Maybe this is some secret net metering they are doing and if it is then good for them and they are welcome to the now total of 2400 KWH of free electricity that I have gifted them to date. No charge. Take it with my best wishes. But on the other hand if this is some scam or admin screw up and they are planning to ambush me at some point with invoice-zilla then that’s a whole different issue.

I make note that you can’t get anyone to say anything on the record anymore. The politicians have done their gum flapping and are totally inaccessible as usual and have done exactly nothing and, according to informed sources, have no plans to do anything. GEBE is the sphinx that it has always been. Silent on all issues except when a payment is late.

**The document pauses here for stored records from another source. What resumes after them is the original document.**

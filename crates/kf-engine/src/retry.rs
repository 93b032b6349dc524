//! Bounded retry for foreign-key passes that hit transient write conflicts

use std::time::Duration;

/// Exponential backoff between attempts of one foreign-key pass
#[derive(Debug, Clone)]
pub struct RetryPolicy {
    /// Total attempts, including the first
    pub max_attempts: u32,

    /// Delay before the first retry
    pub initial_delay: Duration,

    /// Upper bound on any single delay
    pub max_delay: Duration,

    /// Multiplier applied per retry
    pub backoff_multiplier: f64,
}

impl Default for RetryPolicy {
    fn default() -> Self {
        Self {
            max_attempts: 5,
            initial_delay: Duration::from_millis(50),
            max_delay: Duration::from_secs(2),
            backoff_multiplier: 2.0,
        }
    }
}

impl RetryPolicy {
    /// Single attempt, no retries
    pub fn none() -> Self {
        Self {
            max_attempts: 1,
            ..Self::default()
        }
    }

    /// Delay before retry number `retry` (0-based)
    pub fn delay(&self, retry: u32) -> Duration {
        let delay = self.initial_delay.as_secs_f64() * self.backoff_multiplier.powi(retry as i32);
        Duration::from_secs_f64(delay.min(self.max_delay.as_secs_f64()))
    }

    /// Whether another attempt may follow `attempts` failed ones
    pub fn should_retry(&self, attempts: u32) -> bool {
        attempts < self.max_attempts
    }
}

I think it’s time to haul them into court along with their stake holders and get them on the record once and for all. I think it’s time to make their concession documents a matter of public record and see exactly what their obligations and responsibilities are and I think it is time to find out for real if they are as “bullet proof” in the legal sense as they seem to think they are.  

The newly formed “SXM Solar Alliance” needs a good, sharp, and brutally aggressive public service lawyer to handle the class action lawsuit that’s now in the works. Any takers?